**Collected data entries**
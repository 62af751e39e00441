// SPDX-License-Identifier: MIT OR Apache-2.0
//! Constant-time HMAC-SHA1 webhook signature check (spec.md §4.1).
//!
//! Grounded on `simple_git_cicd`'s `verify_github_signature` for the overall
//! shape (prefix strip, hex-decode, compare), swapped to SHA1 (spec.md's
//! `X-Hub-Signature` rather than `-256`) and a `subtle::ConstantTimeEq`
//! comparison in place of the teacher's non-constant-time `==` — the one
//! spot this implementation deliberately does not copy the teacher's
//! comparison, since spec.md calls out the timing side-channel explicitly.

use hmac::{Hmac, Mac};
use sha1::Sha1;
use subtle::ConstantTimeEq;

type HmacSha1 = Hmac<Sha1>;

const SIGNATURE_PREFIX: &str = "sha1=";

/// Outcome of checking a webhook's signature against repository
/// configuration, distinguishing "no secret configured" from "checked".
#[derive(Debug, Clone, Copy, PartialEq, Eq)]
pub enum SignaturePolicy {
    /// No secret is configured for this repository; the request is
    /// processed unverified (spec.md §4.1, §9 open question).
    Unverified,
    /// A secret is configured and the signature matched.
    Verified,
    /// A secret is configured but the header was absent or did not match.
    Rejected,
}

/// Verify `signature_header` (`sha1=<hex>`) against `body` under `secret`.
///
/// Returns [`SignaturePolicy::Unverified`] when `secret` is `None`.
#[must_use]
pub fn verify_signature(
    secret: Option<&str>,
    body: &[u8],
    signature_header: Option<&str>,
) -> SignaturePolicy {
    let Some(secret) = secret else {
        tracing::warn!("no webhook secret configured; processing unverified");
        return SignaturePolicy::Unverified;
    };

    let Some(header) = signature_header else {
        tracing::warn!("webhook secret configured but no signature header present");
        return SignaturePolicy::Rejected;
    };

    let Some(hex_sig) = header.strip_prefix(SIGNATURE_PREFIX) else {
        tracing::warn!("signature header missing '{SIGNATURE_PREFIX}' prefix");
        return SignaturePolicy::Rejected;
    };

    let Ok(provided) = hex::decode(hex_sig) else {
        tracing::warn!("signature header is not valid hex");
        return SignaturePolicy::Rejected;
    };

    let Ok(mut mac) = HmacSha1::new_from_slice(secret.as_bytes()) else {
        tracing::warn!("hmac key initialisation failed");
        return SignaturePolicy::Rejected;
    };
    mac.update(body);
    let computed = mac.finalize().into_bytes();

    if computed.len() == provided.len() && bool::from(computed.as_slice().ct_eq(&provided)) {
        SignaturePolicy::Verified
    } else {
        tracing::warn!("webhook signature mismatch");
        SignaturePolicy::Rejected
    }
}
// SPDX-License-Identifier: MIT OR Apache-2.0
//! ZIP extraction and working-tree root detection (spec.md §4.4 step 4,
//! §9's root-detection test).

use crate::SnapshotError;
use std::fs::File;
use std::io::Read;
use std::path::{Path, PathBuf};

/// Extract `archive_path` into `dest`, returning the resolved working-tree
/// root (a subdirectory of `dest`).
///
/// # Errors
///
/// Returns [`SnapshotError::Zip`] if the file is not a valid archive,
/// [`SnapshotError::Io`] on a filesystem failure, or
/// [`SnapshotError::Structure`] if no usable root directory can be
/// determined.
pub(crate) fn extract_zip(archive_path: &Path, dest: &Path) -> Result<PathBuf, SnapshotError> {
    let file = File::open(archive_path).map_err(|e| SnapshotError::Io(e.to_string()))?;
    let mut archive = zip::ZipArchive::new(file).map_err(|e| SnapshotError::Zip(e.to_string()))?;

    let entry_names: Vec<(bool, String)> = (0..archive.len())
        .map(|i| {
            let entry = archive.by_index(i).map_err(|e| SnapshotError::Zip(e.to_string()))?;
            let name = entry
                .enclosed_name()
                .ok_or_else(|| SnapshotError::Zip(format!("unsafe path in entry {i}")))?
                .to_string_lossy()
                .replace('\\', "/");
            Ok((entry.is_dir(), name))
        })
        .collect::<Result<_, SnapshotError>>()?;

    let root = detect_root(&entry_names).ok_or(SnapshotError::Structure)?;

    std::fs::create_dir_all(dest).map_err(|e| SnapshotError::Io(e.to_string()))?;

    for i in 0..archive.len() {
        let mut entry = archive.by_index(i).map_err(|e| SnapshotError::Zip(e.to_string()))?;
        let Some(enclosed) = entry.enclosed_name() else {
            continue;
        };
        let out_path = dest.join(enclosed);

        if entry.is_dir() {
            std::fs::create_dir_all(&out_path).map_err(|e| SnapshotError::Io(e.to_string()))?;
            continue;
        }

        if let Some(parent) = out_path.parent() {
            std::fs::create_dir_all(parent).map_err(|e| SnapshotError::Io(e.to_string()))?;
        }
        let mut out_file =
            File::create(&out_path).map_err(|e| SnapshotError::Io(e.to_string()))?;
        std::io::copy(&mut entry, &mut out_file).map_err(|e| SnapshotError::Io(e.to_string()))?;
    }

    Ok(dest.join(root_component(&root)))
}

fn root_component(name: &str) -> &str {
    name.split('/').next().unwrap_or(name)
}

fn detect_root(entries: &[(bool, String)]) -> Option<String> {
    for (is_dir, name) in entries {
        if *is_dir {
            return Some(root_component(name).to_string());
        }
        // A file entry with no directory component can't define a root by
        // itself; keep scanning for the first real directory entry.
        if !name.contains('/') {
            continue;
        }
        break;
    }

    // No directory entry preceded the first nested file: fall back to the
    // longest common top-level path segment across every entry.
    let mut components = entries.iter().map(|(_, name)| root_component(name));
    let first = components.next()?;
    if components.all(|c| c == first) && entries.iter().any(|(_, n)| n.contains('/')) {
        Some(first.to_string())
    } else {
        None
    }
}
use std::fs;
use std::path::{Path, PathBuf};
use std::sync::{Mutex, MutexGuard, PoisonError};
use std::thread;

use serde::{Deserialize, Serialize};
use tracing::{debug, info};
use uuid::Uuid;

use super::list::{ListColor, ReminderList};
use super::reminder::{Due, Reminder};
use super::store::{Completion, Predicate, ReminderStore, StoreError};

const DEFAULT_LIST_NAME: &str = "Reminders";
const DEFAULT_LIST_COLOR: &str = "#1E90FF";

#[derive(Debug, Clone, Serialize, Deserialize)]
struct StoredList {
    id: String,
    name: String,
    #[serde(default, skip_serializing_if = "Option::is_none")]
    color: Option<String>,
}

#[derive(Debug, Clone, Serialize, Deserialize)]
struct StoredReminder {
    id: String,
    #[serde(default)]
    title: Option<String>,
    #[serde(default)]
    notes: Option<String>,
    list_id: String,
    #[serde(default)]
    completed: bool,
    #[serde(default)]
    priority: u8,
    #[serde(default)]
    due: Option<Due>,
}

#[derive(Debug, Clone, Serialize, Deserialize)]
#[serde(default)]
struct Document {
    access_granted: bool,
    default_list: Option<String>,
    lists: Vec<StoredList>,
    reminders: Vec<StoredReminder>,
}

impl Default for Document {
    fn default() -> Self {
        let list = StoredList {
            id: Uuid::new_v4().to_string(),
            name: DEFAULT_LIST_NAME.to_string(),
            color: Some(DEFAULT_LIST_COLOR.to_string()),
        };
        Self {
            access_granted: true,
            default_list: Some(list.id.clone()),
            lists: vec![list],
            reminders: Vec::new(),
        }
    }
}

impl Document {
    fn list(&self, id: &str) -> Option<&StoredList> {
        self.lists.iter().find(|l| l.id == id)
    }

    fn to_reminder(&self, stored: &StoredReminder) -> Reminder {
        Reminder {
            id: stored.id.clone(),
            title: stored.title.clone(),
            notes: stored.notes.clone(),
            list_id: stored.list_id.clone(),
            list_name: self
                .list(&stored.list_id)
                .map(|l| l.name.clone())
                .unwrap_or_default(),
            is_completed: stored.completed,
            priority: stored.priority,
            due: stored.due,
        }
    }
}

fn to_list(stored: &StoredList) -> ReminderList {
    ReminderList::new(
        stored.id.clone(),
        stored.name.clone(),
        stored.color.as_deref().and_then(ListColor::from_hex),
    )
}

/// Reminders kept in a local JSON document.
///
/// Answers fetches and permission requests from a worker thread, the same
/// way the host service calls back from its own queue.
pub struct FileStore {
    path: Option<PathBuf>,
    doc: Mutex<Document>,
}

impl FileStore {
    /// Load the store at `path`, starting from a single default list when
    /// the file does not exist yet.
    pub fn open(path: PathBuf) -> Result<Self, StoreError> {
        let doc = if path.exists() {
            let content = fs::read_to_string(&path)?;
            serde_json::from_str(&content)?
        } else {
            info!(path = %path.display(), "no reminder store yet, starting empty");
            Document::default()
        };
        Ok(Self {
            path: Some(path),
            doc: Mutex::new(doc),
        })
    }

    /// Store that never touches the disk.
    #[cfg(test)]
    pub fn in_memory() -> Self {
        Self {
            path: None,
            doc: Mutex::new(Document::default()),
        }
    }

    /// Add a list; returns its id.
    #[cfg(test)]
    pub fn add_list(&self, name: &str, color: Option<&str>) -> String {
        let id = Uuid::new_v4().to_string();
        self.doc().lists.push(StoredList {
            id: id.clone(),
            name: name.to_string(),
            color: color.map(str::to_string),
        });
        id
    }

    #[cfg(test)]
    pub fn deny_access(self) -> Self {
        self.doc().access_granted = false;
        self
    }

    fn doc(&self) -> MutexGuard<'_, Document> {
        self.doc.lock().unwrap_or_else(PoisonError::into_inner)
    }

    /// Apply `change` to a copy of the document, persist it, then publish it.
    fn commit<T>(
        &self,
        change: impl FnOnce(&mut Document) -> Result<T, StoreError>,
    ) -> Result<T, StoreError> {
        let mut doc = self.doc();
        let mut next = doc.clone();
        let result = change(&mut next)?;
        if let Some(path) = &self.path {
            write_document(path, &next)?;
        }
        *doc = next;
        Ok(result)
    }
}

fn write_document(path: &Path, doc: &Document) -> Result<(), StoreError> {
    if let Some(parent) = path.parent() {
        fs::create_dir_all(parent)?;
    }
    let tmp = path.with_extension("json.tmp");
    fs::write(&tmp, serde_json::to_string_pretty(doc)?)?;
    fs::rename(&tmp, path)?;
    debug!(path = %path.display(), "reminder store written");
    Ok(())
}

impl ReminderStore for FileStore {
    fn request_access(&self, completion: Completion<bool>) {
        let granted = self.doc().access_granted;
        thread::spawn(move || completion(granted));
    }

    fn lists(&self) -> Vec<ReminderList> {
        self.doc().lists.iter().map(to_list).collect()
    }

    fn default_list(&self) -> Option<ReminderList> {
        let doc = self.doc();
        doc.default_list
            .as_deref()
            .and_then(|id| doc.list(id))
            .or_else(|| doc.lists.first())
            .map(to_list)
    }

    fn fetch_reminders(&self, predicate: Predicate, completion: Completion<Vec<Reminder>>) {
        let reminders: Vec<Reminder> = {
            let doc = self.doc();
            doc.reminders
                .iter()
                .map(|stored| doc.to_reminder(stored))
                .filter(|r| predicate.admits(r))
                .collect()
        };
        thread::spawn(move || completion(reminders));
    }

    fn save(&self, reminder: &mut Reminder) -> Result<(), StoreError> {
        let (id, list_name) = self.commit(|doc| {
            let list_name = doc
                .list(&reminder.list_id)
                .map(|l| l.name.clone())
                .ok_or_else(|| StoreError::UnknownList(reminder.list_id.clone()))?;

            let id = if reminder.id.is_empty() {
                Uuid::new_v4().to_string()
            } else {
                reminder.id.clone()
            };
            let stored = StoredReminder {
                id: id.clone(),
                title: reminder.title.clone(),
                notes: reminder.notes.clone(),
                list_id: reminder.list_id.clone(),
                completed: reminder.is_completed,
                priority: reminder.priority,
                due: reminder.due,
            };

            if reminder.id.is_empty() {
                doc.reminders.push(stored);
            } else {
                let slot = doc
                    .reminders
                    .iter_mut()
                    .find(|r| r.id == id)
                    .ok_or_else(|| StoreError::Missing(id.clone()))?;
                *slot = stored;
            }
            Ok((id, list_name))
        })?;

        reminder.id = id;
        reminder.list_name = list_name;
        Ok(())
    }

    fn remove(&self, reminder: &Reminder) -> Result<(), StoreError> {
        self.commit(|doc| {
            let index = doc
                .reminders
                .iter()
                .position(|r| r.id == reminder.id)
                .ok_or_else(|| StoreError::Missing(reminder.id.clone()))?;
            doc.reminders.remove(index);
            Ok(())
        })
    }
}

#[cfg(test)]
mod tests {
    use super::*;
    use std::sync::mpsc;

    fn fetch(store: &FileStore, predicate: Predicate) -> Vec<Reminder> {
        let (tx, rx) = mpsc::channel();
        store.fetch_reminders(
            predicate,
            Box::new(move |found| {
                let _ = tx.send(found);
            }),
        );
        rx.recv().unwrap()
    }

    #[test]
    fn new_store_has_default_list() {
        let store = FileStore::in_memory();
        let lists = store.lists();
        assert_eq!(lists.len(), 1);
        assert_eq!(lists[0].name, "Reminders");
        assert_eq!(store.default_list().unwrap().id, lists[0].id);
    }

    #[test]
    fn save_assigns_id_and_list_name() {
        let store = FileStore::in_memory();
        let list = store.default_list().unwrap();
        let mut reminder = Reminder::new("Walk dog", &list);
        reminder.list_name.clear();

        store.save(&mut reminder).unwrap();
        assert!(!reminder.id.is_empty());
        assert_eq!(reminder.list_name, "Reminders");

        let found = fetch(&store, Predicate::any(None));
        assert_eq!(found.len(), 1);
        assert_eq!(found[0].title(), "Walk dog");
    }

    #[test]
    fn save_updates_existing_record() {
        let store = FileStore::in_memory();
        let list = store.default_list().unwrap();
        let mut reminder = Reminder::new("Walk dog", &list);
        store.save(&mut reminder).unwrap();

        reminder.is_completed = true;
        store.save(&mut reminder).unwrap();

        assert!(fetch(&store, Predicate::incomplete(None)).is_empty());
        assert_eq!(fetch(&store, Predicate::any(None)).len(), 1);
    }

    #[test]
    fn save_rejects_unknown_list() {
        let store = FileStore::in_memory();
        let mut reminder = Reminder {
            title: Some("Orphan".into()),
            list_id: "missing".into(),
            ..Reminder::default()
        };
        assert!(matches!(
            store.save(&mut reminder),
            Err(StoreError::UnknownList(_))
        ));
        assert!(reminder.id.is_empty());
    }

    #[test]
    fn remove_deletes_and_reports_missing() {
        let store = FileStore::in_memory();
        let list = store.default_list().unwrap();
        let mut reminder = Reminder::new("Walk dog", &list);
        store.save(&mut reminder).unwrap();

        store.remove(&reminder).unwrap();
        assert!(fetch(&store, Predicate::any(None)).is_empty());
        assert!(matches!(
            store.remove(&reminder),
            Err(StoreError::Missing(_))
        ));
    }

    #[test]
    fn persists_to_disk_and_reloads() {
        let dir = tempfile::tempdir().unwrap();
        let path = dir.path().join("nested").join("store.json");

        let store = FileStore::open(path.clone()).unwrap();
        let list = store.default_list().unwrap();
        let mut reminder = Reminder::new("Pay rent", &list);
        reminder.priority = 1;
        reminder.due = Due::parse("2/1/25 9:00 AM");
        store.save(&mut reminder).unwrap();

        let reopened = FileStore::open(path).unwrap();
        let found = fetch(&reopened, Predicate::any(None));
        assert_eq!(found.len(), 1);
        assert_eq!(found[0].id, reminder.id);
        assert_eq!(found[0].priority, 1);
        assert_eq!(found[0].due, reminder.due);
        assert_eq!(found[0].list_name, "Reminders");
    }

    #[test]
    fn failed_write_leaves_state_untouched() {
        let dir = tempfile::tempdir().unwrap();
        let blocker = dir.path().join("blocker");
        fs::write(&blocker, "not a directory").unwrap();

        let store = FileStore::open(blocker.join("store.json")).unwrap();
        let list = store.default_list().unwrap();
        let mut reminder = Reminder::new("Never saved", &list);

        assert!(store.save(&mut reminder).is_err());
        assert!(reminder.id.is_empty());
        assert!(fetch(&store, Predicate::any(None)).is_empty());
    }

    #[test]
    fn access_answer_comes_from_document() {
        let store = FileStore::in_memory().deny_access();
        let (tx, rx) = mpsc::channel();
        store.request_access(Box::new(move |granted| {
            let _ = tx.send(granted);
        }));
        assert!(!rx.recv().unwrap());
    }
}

**TASK TO CARRY OUT**
The answer must be every line from the records above that contains the word "title", copied out.

**SOLUTION**
    title: Option<String>,
            title: stored.title.clone(),
                title: reminder.title.clone(),
        assert_eq!(found[0].title(), "Walk dog");
            title: Some("Orphan".into()),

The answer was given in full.